Department of Obstetrics and Gynaecology, Queen Mary Hospital, The University of Hong Kong, Pokfulam, Hong Kong.
Department of Obstetrics and Gynaecology, Princess Margaret Hospital, Kwai Chung, Hong Kong.
J Assist Reprod Genet. 2018 May;35(5):857-862. doi: 10.1007/s10815-018-1152-2. Epub 2018 Mar 9.

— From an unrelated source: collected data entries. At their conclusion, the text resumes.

//! Shared harness for black-box specifications of the build orchestration
//! service: a temp on-disk root, a fake `make` wrapper standing in for the
//! OpenWrt SDK, and a handle on a spawned `owbd` runner process.

#![allow(clippy::unwrap_used, clippy::expect_used, clippy::panic, dead_code)]

use std::io::Write as _;
use std::os::unix::fs::PermissionsExt;
use std::path::{Path, PathBuf};
use std::process::{Child, Command};
use std::sync::Arc;
use std::time::Duration;

use owb_core::{BuildId, ProfileBody};
use owb_profile::ProfileStore;
use owb_storage::BuildRegistry;

pub const SPEC_POLL_INTERVAL_MS: u64 = 20;
pub const SPEC_WAIT_MAX_MS: u64 = 5000;

/// Poll a condition until it returns true or the timeout elapses.
pub fn wait_for<F>(timeout_ms: u64, mut condition: F) -> bool
where
    F: FnMut() -> bool,
{
    let start = std::time::Instant::now();
    let timeout = Duration::from_millis(timeout_ms);
    let poll = Duration::from_millis(SPEC_POLL_INTERVAL_MS);
    while start.elapsed() < timeout {
        if condition() {
            return true;
        }
        std::thread::sleep(poll);
    }
    false
}

fn binary_path(name: &str) -> PathBuf {
    let manifest_dir = Path::new(env!("CARGO_MANIFEST_DIR"));

    let llvm_cov_path = manifest_dir.join("target/llvm-cov-target/debug").join(name);
    if llvm_cov_path.exists() {
        return llvm_cov_path;
    }

    let standard = manifest_dir.join("target/debug").join(name);
    if standard.exists() {
        return standard;
    }

    if let Ok(exe) = std::env::current_exe() {
        if let Some(debug_dir) = exe.parent().and_then(|d| d.parent()) {
            let fallback = debug_dir.join(name);
            if fallback.exists() {
                return fallback;
            }
        }
    }

    standard
}

pub fn owbd_binary() -> PathBuf {
    binary_path("owbd")
}

pub fn owb_binary() -> PathBuf {
    binary_path("owb")
}

/// A shell script standing in for `make`, matching the Make variable
/// contract the real wrapper Makefiles expose (`C=<cache dir>`,
/// `IMAGES=<space-separated kinds>`), sourcing `config.mk` for the
/// release/target/subtarget/platform fields used in the artifact filename.
const SUCCEEDING_MAKE: &str = "#!/bin/sh\n\
C_DIR=\"\"\n\
IMAGES=\"\"\n\
for a in \"$@\"; do\n\
  case \"$a\" in\n\
    C=*) C_DIR=\"${a#C=}\" ;;\n\
    IMAGES=*) IMAGES=\"${a#IMAGES=}\" ;;\n\
  esac\n\
done\n\
. \"$C_DIR/config.mk\"\n\
for kind in $IMAGES; do\n\
  touch \"$C_DIR/openwrt-${RELEASE}-${TARGET}-${SUBTARGET}-${PLATFORM}-squashfs-${kind}.bin\"\n\
done\n\
exit 0\n";

const SLOW_MAKE: &str = "#!/bin/sh\n\
trap 'exit 1' TERM\n\
i=0\n\
while [ $i -lt 100 ]; do\n\
  sleep 1\n\
  i=$((i + 1))\n\
done\n\
exit 0\n";

const FAILING_MAKE: &str = "#!/bin/sh\n\
echo \"Unknown package 'xyz'\" 1>&2\n\
exit 1\n";

#[derive(Clone, Copy)]
pub enum FakeMake {
    Succeeding,
    Slow,
    Failing,
}

impl FakeMake {
    fn script(self) -> &'static str {
        match self {
            FakeMake::Succeeding => SUCCEEDING_MAKE,
            FakeMake::Slow => SLOW_MAKE,
            FakeMake::Failing => FAILING_MAKE,
        }
    }
}

/// A temp on-disk root with the seven `OPENWRT_BUILDER_*` directories laid
/// out, a stub wrapper `Makefile`, and a fake `make` binary.
pub struct Harness {
    root: tempfile::TempDir,
    builds_dir: PathBuf,
    files_dir: PathBuf,
    cache_dir: PathBuf,
    wrapper_dir: PathBuf,
    profiles_dir: PathBuf,
    lists_dir: PathBuf,
    runtime_dir: PathBuf,
    make_path: PathBuf,
}

impl Harness {
    pub fn new(make: FakeMake) -> Self {
        let root = tempfile::tempdir().unwrap();
        let builds_dir = root.path().join("builds");
        let files_dir = root.path().join("files");
        let cache_dir = root.path().join("cache");
        let wrapper_dir = root.path().join("wrapper");
        let profiles_dir = root.path().join("profiles");
        let lists_dir = root.path().join("lists");
        let runtime_dir = root.path().join("runtime");
        for dir in [&builds_dir, &files_dir, &cache_dir, &wrapper_dir, &profiles_dir, &lists_dir, &runtime_dir] {
            std::fs::create_dir_all(dir).unwrap();
        }
        std::fs::write(wrapper_dir.join("Makefile"), "image:\n\ttrue\n").unwrap();

        let make_path = root.path().join("fake-make.sh");
        let mut file = std::fs::File::create(&make_path).unwrap();
        file.write_all(make.script().as_bytes()).unwrap();
        let mut perms = std::fs::metadata(&make_path).unwrap().permissions();
        perms.set_mode(0o755);
        std::fs::set_permissions(&make_path, perms).unwrap();

        Self {
            root,
            builds_dir,
            files_dir,
            cache_dir,
            wrapper_dir,
            profiles_dir,
            lists_dir,
            runtime_dir,
            make_path,
        }
    }

    pub fn path(&self) -> &Path {
        self.root.path()
    }

    /// Seed an empty-bodied profile so requests referencing it resolve.
    pub fn seed_profile(&self, profile_id: &str) {
        ProfileStore::new(&self.profiles_dir)
            .create(profile_id, ProfileBody::default(), false)
            .unwrap();
    }

    /// A `BuildRegistry` over this harness's `builds_dir`, for direct
    /// assertions and setup without shelling out to the CLI.
    pub fn registry(&self) -> BuildRegistry {
        BuildRegistry::new(&self.builds_dir, Arc::new(ProfileStore::new(&self.profiles_dir)))
    }

    fn apply_env(&self, cmd: &mut Command) {
        cmd.env("OPENWRT_BUILDER_BUILDS_DIR", &self.builds_dir);
        cmd.env("OPENWRT_BUILDER_FILES_DIR", &self.files_dir);
        cmd.env("OPENWRT_BUILDER_CACHE_DIR", &self.cache_dir);
        cmd.env("OPENWRT_BUILDER_WRAPPER_DIR", &self.wrapper_dir);
        cmd.env("OPENWRT_BUILDER_PROFILES_DIR", &self.profiles_dir);
        cmd.env("OPENWRT_BUILDER_LISTS_DIR", &self.lists_dir);
        cmd.env("OPENWRT_BUILDER_RUNTIME_DIR", &self.runtime_dir);
    }

    /// Build an `owb` command with this harness's environment applied.
    pub fn owb(&self, args: &[&str]) -> Command {
        let mut cmd = Command::new(owb_binary());
        cmd.args(args);
        self.apply_env(&mut cmd);
        cmd
    }

    /// Spawn `owbd` in the background against this harness, with the fake
    /// `make` binary wired in via the engine's own env var override.
    ///
    /// The real wrapper scripts shell out to `make`; the runner binary has
    /// no flag for substituting it, so tests point `PATH` at a directory
    /// containing a `make` shim that execs the fake script.
    pub fn spawn_runner(&self) -> RunnerProcess {
        let shim_dir = self.root.path().join("bin");
        std::fs::create_dir_all(&shim_dir).unwrap();
        let shim_path = shim_dir.join("make");
        std::fs::write(&shim_path, format!("#!/bin/sh\nexec \"{}\" \"$@\"\n", self.make_path.display())).unwrap();
        let mut perms = std::fs::metadata(&shim_path).unwrap().permissions();
        perms.set_mode(0o755);
        std::fs::set_permissions(&shim_path, perms).unwrap();

        let path_var = format!("{}:{}", shim_dir.display(), std::env::var("PATH").unwrap_or_default());

        let mut cmd = Command::new(owbd_binary());
        self.apply_env(&mut cmd);
        cmd.env("PATH", path_var);
        cmd.stdout(std::process::Stdio::null());
        cmd.stderr(std::process::Stdio::null());
        let child = cmd.spawn().expect("owbd should spawn");
        RunnerProcess { child }
    }
}

pub struct RunnerProcess {
    child: Child,
}

impl RunnerProcess {
    pub fn pid(&self) -> u32 {
        self.child.id()
    }

    /// SIGKILL the runner, simulating a crash mid-build.
    pub fn kill(&mut self) {
        let _ = Command::new("kill").args(["-9", &self.child.id().to_string()]).status();
        let _ = self.child.wait();
    }
}

impl Drop for RunnerProcess {
    fn drop(&mut self) {
        let _ = Command::new("kill").args(["-9", &self.child.id().to_string()]).status();
        let _ = self.child.wait();
    }
}

/// Convenience: wait until `get_build` reports one of `states` (compared
/// by `Debug` formatting, lowercased, to avoid importing `BuildState` into
/// every spec file).
pub fn wait_for_state(registry: &BuildRegistry, build_id: &BuildId, states: &[&str]) -> bool {
    wait_for(SPEC_WAIT_MAX_MS, || {
        let Ok(record) = registry.get_build(build_id) else {
            return false;
        };
        let state = format!("{:?}", record.state).to_lowercase();
        states.contains(&state.as_str())
    })
}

To evaluate the effect of 12-month DHEA supplementation on menstrual pattern and ovarian reserve markers in women with premature ovarian insufficiency (POI) METHODS: This is a prospective observational study. Women with POI were given DHEA supplements (25 mg three times daily) for 12 months. Sonographic assessment for ovarian volume and antral follicle count (AFC) and serum measurement for anti-Mullerian hormone (AMH), follicle stimulating hormone (FSH), estradiol, testosterone, liver function, and hemoglobin level were performed at baseline and monthly for 13 months after the supplementation. Menstrual pattern, ovarian reserve markers, and side-effects were recorded.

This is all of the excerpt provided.